Furthermore, though our design framework was not particularly focused on solutions to missing data, it can handle partially missing data as unavailable codes or demographic categories, and ideally the effect would be minimal compared to the traditional models since such features are only used to define the edges. For example, missing one code may not have any significant effect on the model if relevant codes from the same subgroup are available. This is applicable to billing codes as well as medication. However, vital signs are represented as node features with trend-of-change values computed from a sequence of recorded values within the first 48 hours of hospitalization (use-case 2). In this case, missing one record of a vital sign (temperature, blood pressure, etc.) may be insignificant if enough records are available to compute a meaningful trend of change. Similarly, in use-case I, a patient without any chest X-ray cannot be made part of the graph and hence, cannot be processed by the model.
Limitations:
There are several limitations in this study, such as those associated with a retrospective design of both use-cases. In addition, for the MIMIC dataset, the timestamp associated with the CPT code and reason for admission were missing, thus we were not able to evaluate the model performance using those data elements. Given the low prevalence, we used propensity score matching to select the control cases which provided only a selective sample for validation. A limitation may arise from missing data such as missing data modalities for some patients in the populations. While feature imputation techniques may be applicable on tabular clinical data elements, they will not be applicable on unstructured data types like imaging data.
Implementation of graph-based models in clinical workflow may face additional challenges imposed by the nature of graph convolutional modeling. First, unstructured modalities like images and text may still need pre trained feature extraction models for generating vector embeddings from such modalities to be used as node or edge feature. Therefore, the final GCNN performance depends on the selection of feature extraction models. Second, GCNN architectures may also suffer from a “homogenization” effect if too many graph convolution layers are employed. Chest x-rays feature vectors in use-case 1 that already share significant similarity with each other as they are all extracted from images with dark background and a human-shaped object in the foreground. During GCNN processing, “messages” passed between nodes which are essentially chest x-ray feature vectors are aggregated for each node with its directly connected neighbors. Additional convolution layers will combine already aggregated “messages” of feature vectors, leading to high levels of similarity between processed node feature vectors known as the “homogenization” effect leading to loss of any discriminatory information between nodes. On the other hand, this effect may not be as pronounced for tabular features like billing codes. However, tabular features like demographics may have moderate-to-vast variations in different cohorts, making it difficult to identify the optimal number of graph convolutional layers to be used keeping generalization to the external cohort in mind. Third, as with any deep learning-based model, computational resources may be a limitation in integration of GCNN models with clinical workflow, particularly for large-scale inference task since the full connect graph needs to be represented in the memory.

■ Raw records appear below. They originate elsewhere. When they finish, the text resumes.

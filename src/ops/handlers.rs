use axum::{
    extract::State,
    http::header,
    response::IntoResponse,
    Json,
};
use serde::Serialize;

use crate::observability::metrics::{Metrics, PROMETHEUS_CONTENT_TYPE};

/// Static liveness payload.
#[derive(Debug, Clone, Serialize)]
pub struct HealthStatus {
    pub status: String,
}

/// `GET /health`: constant while the process is alive, never checks dependencies.
pub async fn get_health(State(status): State<HealthStatus>) -> Json<HealthStatus> {
    Json(status)
}

/// `GET /metrics`: Prometheus text exposition of the process registry.
pub async fn get_metrics(State(metrics): State<Metrics>) -> impl IntoResponse {
    (
        [(header::CONTENT_TYPE, PROMETHEUS_CONTENT_TYPE)],
        metrics.render(),
    )
}
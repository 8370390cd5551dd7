//! Route matching logic.
//!
//! # Design Decisions
//! - Paths are compared literally and case-sensitively
//! - The query string is not part of the match
//! - No prefix or regex matching: `/api/login/extra` does not match `/api/login`

use std::collections::HashSet;

/// Trait for matching request paths against a rule.
pub trait Matcher: Send + Sync + std::fmt::Debug {
    /// Returns true if the path belongs to this rule.
    fn matches(&self, path: &str) -> bool;
}

/// Matches membership in a fixed set of literal paths.
#[derive(Debug, Clone, Default)]
pub struct ExactPathMatcher {
    paths: HashSet<String>,
}

impl ExactPathMatcher {
    pub fn new<I, S>(paths: I) -> Self
    where
        I: IntoIterator<Item = S>,
        S: Into<String>,
    {
        Self {
            paths: paths.into_iter().map(Into::into).collect(),
        }
    }

    pub fn paths(&self) -> impl Iterator<Item = &str> {
        self.paths.iter().map(String::as_str)
    }
}

impl Matcher for ExactPathMatcher {
    fn matches(&self, path: &str) -> bool {
        self.paths.contains(path)
    }
}

#[cfg(test)]
mod tests {
    use super::*;

    #[test]
    fn test_exact_path_matcher() {
        let matcher = ExactPathMatcher::new(["/api/login", "/api/register"]);

        assert!(matcher.matches("/api/login"));
        assert!(matcher.matches("/api/register"));
        assert!(!matcher.matches("/api/login/"));
        assert!(!matcher.matches("/api/login/extra"));
        assert!(!matcher.matches("/API/LOGIN"));
        assert!(!matcher.matches("/api"));
    }

    #[test]
    fn test_empty_matcher_matches_nothing() {
        let matcher = ExactPathMatcher::default();
        assert!(!matcher.matches("/"));
        assert_eq!(matcher.paths().count(), 0);
    }
}
//! Startup orchestration for the binaries.
//!
//! Fail fast: any startup error is fatal and happens before the listener binds.

use axum::Router;
use tokio::net::TcpListener;

use crate::config::ListenerConfig;
use crate::http::server::serve;
use crate::lifecycle::shutdown::Shutdown;

/// Bind `listener`, serve `app`, and stop on Ctrl+C or SIGTERM.
pub async fn run_until_signal(
    service: &str,
    listener: &ListenerConfig,
    app: Router,
) -> Result<(), std::io::Error> {
    let tcp = TcpListener::bind(listener.bind_address()).await?;
    tracing::info!(
        service,
        address = %tcp.local_addr()?,
        "Listening for connections"
    );

    let shutdown = Shutdown::new();
    shutdown.trigger_on_signal();
    serve(tcp, app, shutdown.subscribe()).await?;

    tracing::info!(service, "Shutdown complete");
    Ok(())
}
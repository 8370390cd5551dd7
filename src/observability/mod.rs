//! Observability subsystem.
//!
//! # Data Flow
//! ```text
//! Handlers and the forwarder produce:
//!     → logging.rs (structured tracing events, pretty or JSON)
//!     → metrics.rs (counters, histograms, process gauges)
//!
//! Consumers:
//!     → stdout
//!     → GET /metrics (Prometheus scrape)
//! ```
//!
//! # Design Decisions
//! - Each service owns its recorder; nothing is installed globally
//! - Request ID is attached to every request span
pub mod logging;
pub mod metrics;
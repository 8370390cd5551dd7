//! API gateway
//!
//! ```text
//!     Client ──▶ /health, /metrics                  (answered locally)
//!            ──▶ /api/login, /api/register    ──▶ auth service
//!            ──▶ /api/bookings, /api/bookService ──▶ booking service
//!            ──▶ anything else                ──▶ 404 Route not found
//! ```

use std::path::PathBuf;

use clap::Parser;
use tokio::net::TcpListener;

use service_gateway::config::load_gateway_config;
use service_gateway::observability::logging::{init_logging, LogFormat};
use service_gateway::{GatewayServer, Shutdown};

#[derive(Parser)]
#[command(name = "api-gateway", version, about = "Path-based API gateway")]
struct Cli {
    /// Optional TOML file with listener, targets, routes and timeouts.
    #[arg(short, long, env = "GATEWAY_CONFIG")]
    config: Option<PathBuf>,
}

#[tokio::main]
async fn main() -> Result<(), Box<dyn std::error::Error>> {
    let cli = Cli::parse();

    init_logging(
        "api_gateway=info,service_gateway=info,tower_http=info",
        LogFormat::from_env(),
    );

    tracing::info!(version = env!("CARGO_PKG_VERSION"), "api-gateway starting");

    let config = load_gateway_config(cli.config.as_deref()).inspect_err(|e| {
        tracing::error!(error = %e, "Invalid gateway configuration");
    })?;

    tracing::info!(
        bind_address = %config.listener.bind_address(),
        upstream_timeout_secs = config.timeouts.upstream_secs,
        routes = config.routes.len(),
        "Configuration loaded"
    );

    let server = GatewayServer::new(config)?;

    let listener = TcpListener::bind(server.config().listener.bind_address()).await?;
    tracing::info!(address = %listener.local_addr()?, "Listening for connections");

    let shutdown = Shutdown::new();
    shutdown.trigger_on_signal();
    server.run(listener, shutdown.subscribe()).await?;

    tracing::info!("Shutdown complete");
    Ok(())
}
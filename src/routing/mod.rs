//! Routing subsystem.
//!
//! # Data Flow
//! ```text
//! Incoming request path
//!     → router.rs (ordered rule scan)
//!     → matcher.rs (literal path membership)
//!     → Return: ServiceTarget or NoMatch
//!
//! Route compilation (at startup):
//!     GatewayConfig { targets, routes }
//!     → validate (fail fast on absent/invalid target URLs)
//!     → resolve targets (URL, authority, Host header)
//!     → freeze as immutable RouteTable
//! ```

pub mod matcher;
pub mod router;

pub use matcher::{ExactPathMatcher, Matcher};
pub use router::{RouteRule, RouteTable, ServiceTarget};
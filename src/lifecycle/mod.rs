//! Lifecycle management subsystem.
//!
//! # Data Flow
//! ```text
//! Startup (startup.rs):
//!     Load config → Validate → Build state → Bind listener → Serve
//!
//! Shutdown (shutdown.rs):
//!     Signal received → Stop accepting → Drain in-flight requests → Exit
//!
//! Signals (signals.rs):
//!     SIGTERM/SIGINT → Trigger graceful shutdown
//! ```

pub mod shutdown;
pub mod signals;
pub mod startup;

pub use shutdown::Shutdown;
pub use startup::run_until_signal;
//! HTTP server setup and configuration.
//!
//! # Responsibilities
//! - Create the gateway Axum router: ops endpoints plus the dispatch fallback
//! - Wire up middleware shared by every service (tracing, CORS, request id, metrics)
//! - Dispatch requests through the route table to the forwarder
//! - Serve a router on a listener until shutdown is signalled

use std::sync::Arc;

use axum::{
    body::Body,
    extract::State,
    http::Request,
    middleware,
    response::{IntoResponse, Response},
    Router,
};
use tokio::net::TcpListener;
use tokio::sync::broadcast;
use tower_http::{cors::CorsLayer, trace::TraceLayer};

use crate::config::{ConfigError, GatewayConfig};
use crate::http::forward::Forwarder;
use crate::http::request::{with_request_id, RequestIdExt, RequestIdMode};
use crate::http::response::ApiError;
use crate::observability::metrics::{track_requests, Metrics};
use crate::ops::setup_ops_router;
use crate::routing::RouteTable;

/// Metrics `service` label of the gateway.
pub const GATEWAY_SERVICE: &str = "api-gateway";

/// Application state injected into the dispatch handler.
#[derive(Clone)]
pub struct GatewayState {
    pub routes: Arc<RouteTable>,
    pub forwarder: Forwarder,
}

/// HTTP server for the API gateway.
pub struct GatewayServer {
    router: Router,
    config: GatewayConfig,
    metrics: Metrics,
}

impl GatewayServer {
    /// Build the gateway. Fails when the route table cannot be compiled.
    pub fn new(config: GatewayConfig) -> Result<Self, ConfigError> {
        let routes = Arc::new(RouteTable::from_config(&config)?);
        for rule in routes.rules() {
            tracing::info!(
                route = rule.name(),
                target = rule.target().name(),
                base_url = %rule.target().base_url(),
                "Route registered"
            );
        }

        let metrics = Metrics::new(GATEWAY_SERVICE);
        let forwarder = Forwarder::new(&config.timeouts, metrics.clone());
        let state = GatewayState { routes, forwarder };

        let router = Self::build_router(&config, state, &metrics);
        Ok(Self {
            router,
            config,
            metrics,
        })
    }

    /// Build the Axum router with all middleware layers.
    fn build_router(config: &GatewayConfig, state: GatewayState, metrics: &Metrics) -> Router {
        let proxy = Router::new().fallback(dispatch).with_state(state);
        let app = setup_ops_router(&config.name, metrics.clone()).merge(proxy);

        // Forwarded requests must leave untouched, so ids are only propagated here.
        with_common_layers(app, metrics, RequestIdMode::Propagate)
    }

    /// The fully layered router, for serving or in-process testing.
    pub fn router(&self) -> Router {
        self.router.clone()
    }

    pub fn metrics(&self) -> &Metrics {
        &self.metrics
    }

    pub fn config(&self) -> &GatewayConfig {
        &self.config
    }

    /// Run the server, accepting connections on the given listener.
    pub async fn run(
        self,
        listener: TcpListener,
        shutdown: broadcast::Receiver<()>,
    ) -> Result<(), std::io::Error> {
        serve(listener, self.router, shutdown).await
    }
}

/// Single deterministic dispatch: resolve the path, then forward or 404.
async fn dispatch(State(state): State<GatewayState>, request: Request<Body>) -> Response {
    let path = request.uri().path().to_string();

    let Some(target) = state.routes.resolve(&path) else {
        tracing::warn!(
            request_id = %request.request_id(),
            method = %request.method(),
            path = %path,
            "No route matched"
        );
        return ApiError::RouteNotFound { path }.into_response();
    };

    match state.forwarder.forward(request, target).await {
        Ok(response) => response,
        Err(e) => e.into_response(),
    }
}

/// Layers shared by the gateway and the downstream services.
pub fn with_common_layers(router: Router, metrics: &Metrics, ids: RequestIdMode) -> Router {
    let router = router
        .layer(middleware::from_fn_with_state(metrics.clone(), track_requests))
        .layer(CorsLayer::permissive())
        .layer(
            TraceLayer::new_for_http().make_span_with(|req: &Request<Body>| {
                tracing::info_span!(
                    "http",
                    method = %req.method(),
                    path = %req.uri().path(),
                    request_id = %req.request_id(),
                )
            }),
        );
    with_request_id(router, ids)
}

/// Serve `app` on `listener` until a value arrives on `shutdown`.
pub async fn serve(
    listener: TcpListener,
    app: Router,
    mut shutdown: broadcast::Receiver<()>,
) -> Result<(), std::io::Error> {
    let addr = listener.local_addr()?;
    tracing::info!(address = %addr, "HTTP server starting");

    axum::serve(listener, app)
        .with_graceful_shutdown(async move {
            let _ = shutdown.recv().await;
            tracing::info!("Shutdown signal received");
        })
        .await?;

    tracing::info!("HTTP server stopped");
    Ok(())
}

Finally, graph-based models are inherently more difficult to explain as explanations must cover both node feature importance as well as important neighborhood and its characteristics. Some frameworks have been proposed where subgraphs are randomly sampled to identify neighborhoods of importance for labels predicted for every node [38]. Tariq et. al developed a visualization dashboard for a graph-based model for estimation of risk of hospital acquired infection, demonstrating a way of employing neighborhood sampling to enhance model interpretability [32, 33]. However, the challenge lies in the identification of common clinical characteristics of the neighborhood of interest. When graph formation is simplistic, such that edges are decided based on the common age group of the patients, it is straightforward to identify the common characteristics of the neighborhood of interest. Complex graph formation such that similarity between temporally embedded feature vectors as used in our use-case 2, common characteristics of the neighborhood of interest are hard to define. Input of clinical experts may be needed to fully explain the model’s predictions after automated identification of neighborhoods of interest in graph-based models.
CONCLUSION
We proposed a novel solution to the challenges faced by machine learning and deep learning-based models relying on electronic health records for predictive modeling for patient populations. Generally, such models suffer from poor generalization capabilities due to differences in medical practice patterns and patient population characteristics when applied outside of their institute of training. Our systematic design of graph based convolutional neural networks implicitly learns from such varying data elements of electronic health records through their use in the edge formation process. Edge formation function can be adapted to suit the new population when models are to be tested externally without needing any retraining of the originally trained model. We proved the benefits of our approach through its application on two clinically relevant problems; each tested on two diverse populations. We included a wide variety of electronic health records data elements as well as imaging information, indicating that our approach is capable of handling complex multi-modal data while developing highly adaptable models. In future, we will attempt to study the utility of the proposed models as a clinical application use-case through prospective evaluation of these models through their integration with institutional electronic healthcare and imaging databases.
Supplementary Material
STATEMENT OF SIGNIFICANCE.
| Problem Deep learning (DL) models for EHR data experience performance degradation when applied outside of their training institute because of differences in patient populations and practice patterns, and inconsistent and incomplete data collected from different sources. |
| What is already known Data imputation and manual curation of important clinical features are often used to improve generalizability of models. Imputation is inapplicable to modalities like radiology images and manual curation process may be expensive and prone to errors. |
| What this paper adds We propose a systematic solution by using two-fold, direct and indirect, learning capabilities of graph convolutional neural network based modeling. |
Footnotes
Publisher's Disclaimer: This is a PDF file of an unedited manuscript that has been accepted for publication. As a service to our customers we are providing this early version of the manuscript. The manuscript will undergo copyediting, typesetting, and review of the resulting proof before it is published in its final form. Please note that during the production process errors may be discovered which could affect the content, and all legal disclaimers that apply to the journal pertain.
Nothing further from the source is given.